After the Church of Christ split from the Disciples of Christ they found that many of the churches could not agree on any issues except the issues which started the split from the Disciples of Christ.

Since the members of the churches of Christ agreed that there was no scriptural basis for an association of churches or a synod, the churches were all independent and autonomous. All disagreements in doctrine were handled locally, although open discussion was encouraged on a national or international basis. Most issues were discussed by the publishers of religious periodicals, who used their periodicals to present their own views and to debate the views of others. Between 1920 and 1960 over 20 sects within the Church had formed. The Church of Christ had in some ways become a series of denominations within a denomination, exactly what Stone and Campbell had worked so hard to avoid.
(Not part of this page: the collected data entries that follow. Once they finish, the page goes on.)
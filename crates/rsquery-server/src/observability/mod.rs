//! Observability infrastructure for rsquery.
//!
//! This module provides:
//! - Structured logging configuration
//! - Registration of the request cache metric descriptions

mod logging;

pub use logging::{create_json_subscriber, init_logging, LoggingConfig};
pub use rsquery_domain::cache::register_cache_metrics;
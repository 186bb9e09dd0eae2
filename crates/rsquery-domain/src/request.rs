//! The request abstraction.

use std::fmt::Debug;
use std::hash::Hash;

/// An immutable, value-equal description of one unit of deferred work.
///
/// Equality and hashing come from the request's own fields, so two requests
/// built separately with the same payload are the same cache key. The
/// associated types describe what resolving the request produces; they carry
/// no runtime data.
///
/// Requests belonging to one resolver domain are usually a closed enum:
///
/// ```rust,ignore
/// #[derive(Debug, Clone, PartialEq, Eq, Hash)]
/// enum UserRequest {
///     ById(u64),
///     ByEmail(String),
/// }
///
/// impl Request for UserRequest {
///     type Value = User;
///     type Error = ApiError;
/// }
/// ```
pub trait Request: Clone + Eq + Hash + Debug + Send + Sync + 'static {
    /// Successful outcome of the request.
    type Value: Clone + Send + Sync + 'static;
    /// Per-request failure.
    type Error: Clone + Send + Sync + 'static;
}
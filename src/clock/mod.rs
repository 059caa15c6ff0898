pub mod angles;
pub mod arcs;
pub mod color;
pub mod countdown;
pub mod error;
pub mod face;
pub mod live;
pub mod parse;
pub mod scheduler;
pub mod ticks;
pub mod timezone;
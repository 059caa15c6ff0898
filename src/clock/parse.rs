use chrono::{DateTime, Duration, Local, LocalResult, NaiveDate, NaiveDateTime, TimeZone, Utc};
use dioxus::logger::tracing::debug;
use once_cell::sync::Lazy;
use regex::Regex;
use serde::{Deserialize, Serialize};

use super::error::ClockError;

/// A loosely typed time input: a clock-time or date string, or an instant.
#[derive(Debug, Clone, PartialEq, Serialize, Deserialize)]
#[serde(untagged)]
pub enum TimeValue {
    Text(String),
    Instant(DateTime<Utc>),
}

impl From<&str> for TimeValue {
    fn from(value: &str) -> Self {
        TimeValue::Text(value.to_string())
    }
}

impl From<String> for TimeValue {
    fn from(value: String) -> Self {
        TimeValue::Text(value)
    }
}

impl<Tz: TimeZone> From<DateTime<Tz>> for TimeValue {
    fn from(value: DateTime<Tz>) -> Self {
        TimeValue::Instant(value.with_timezone(&Utc))
    }
}

// Naive formats read as local wall-clock time.
const LOCAL_FORMATS: &[&str] = &[
    "%Y-%m-%dT%H:%M:%S%.f",
    "%Y-%m-%dT%H:%M",
    "%Y-%m-%d %H:%M:%S%.f",
    "%Y-%m-%d %H:%M",
];

fn clock_regex() -> &'static Regex {
    static REGEX: Lazy<Regex> =
        Lazy::new(|| Regex::new(r"^(\d{1,2}):(\d{1,2})(?::(\d{1,2}))?$").unwrap());
    &REGEX
}

/// Resolves `value` to an instant; clock times land on `today`'s local date.
/// `None` means no value was supplied or it could not be read.
pub fn parse_time_value_at(
    value: Option<&TimeValue>,
    today: DateTime<Local>,
) -> Option<DateTime<Utc>> {
    match value? {
        TimeValue::Instant(at) => Some(*at),
        TimeValue::Text(text) if text.is_empty() => None,
        TimeValue::Text(text) => {
            let parsed = parse_clock_time(text, today).or_else(|| parse_date_text(text.trim()));
            if parsed.is_none() {
                debug!("[parse] ignoring unparsable time value {:?}", text);
            }
            parsed
        }
    }
}

/// `H:MM[:SS]` on today's date. Out-of-range fields roll over like a calendar.
fn parse_clock_time(text: &str, today: DateTime<Local>) -> Option<DateTime<Utc>> {
    let caps = clock_regex().captures(text)?;
    let field = |i: usize| -> Option<i64> {
        match caps.get(i) {
            Some(m) => m.as_str().parse().ok(),
            None => Some(0),
        }
    };
    let (hours, minutes, seconds) = (field(1)?, field(2)?, field(3)?);

    let midnight = today.date_naive().and_hms_opt(0, 0, 0)?;
    let naive = midnight
        + Duration::hours(hours)
        + Duration::minutes(minutes)
        + Duration::seconds(seconds);
    local_naive_to_utc(naive).ok()
}

fn parse_date_text(text: &str) -> Option<DateTime<Utc>> {
    if let Ok(at) = DateTime::parse_from_rfc3339(text) {
        return Some(at.with_timezone(&Utc));
    }
    if let Ok(at) = DateTime::parse_from_rfc2822(text) {
        return Some(at.with_timezone(&Utc));
    }
    for format in LOCAL_FORMATS {
        if let Ok(naive) = NaiveDateTime::parse_from_str(text, format) {
            return local_naive_to_utc(naive).ok();
        }
    }
    // Date-only strings are UTC midnight
    let date = NaiveDate::parse_from_str(text, "%Y-%m-%d").ok()?;
    date.and_hms_opt(0, 0, 0)
        .map(|naive| Utc.from_utc_datetime(&naive))
}

/// Interprets a wall-clock time in the system timezone. Repeated times pick the earlier instant.
pub(crate) fn local_naive_to_utc(naive: NaiveDateTime) -> Result<DateTime<Utc>, ClockError> {
    match Local.from_local_datetime(&naive) {
        LocalResult::Single(at) | LocalResult::Ambiguous(at, _) => Ok(at.with_timezone(&Utc)),
        LocalResult::None => Err(ClockError::NonexistentLocalTime(naive)),
    }
}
The most notable sects were:

It should be noted of the first three groups listed that there is a considerable overlap in viewpoints. For example, almost all in the "one-cup" group also reject both Sunday School and "institutions". Most in the non-Sunday School group likewise also reject "institutions". All three of these groups, and to a far lesser extent the mainstream as well, have been at odds over whether to hire a full-time "minister", titled as such, for a congregation or whether this was in fact an acceptance and endorsement of the extra-Biblical concept of clergy and that preaching is best and only properly done by regular male members of the church, perhaps occasionally reinforced by a travelling evangelist engaged only for a specific event or series of events. There has also been some discussion about whether anyone now living truly meets what are seen as the New Testament requirements for the office of elder. At one time, pacifism was an issue of serious concern; in recent decades the pacifist faction of this group has largely died out.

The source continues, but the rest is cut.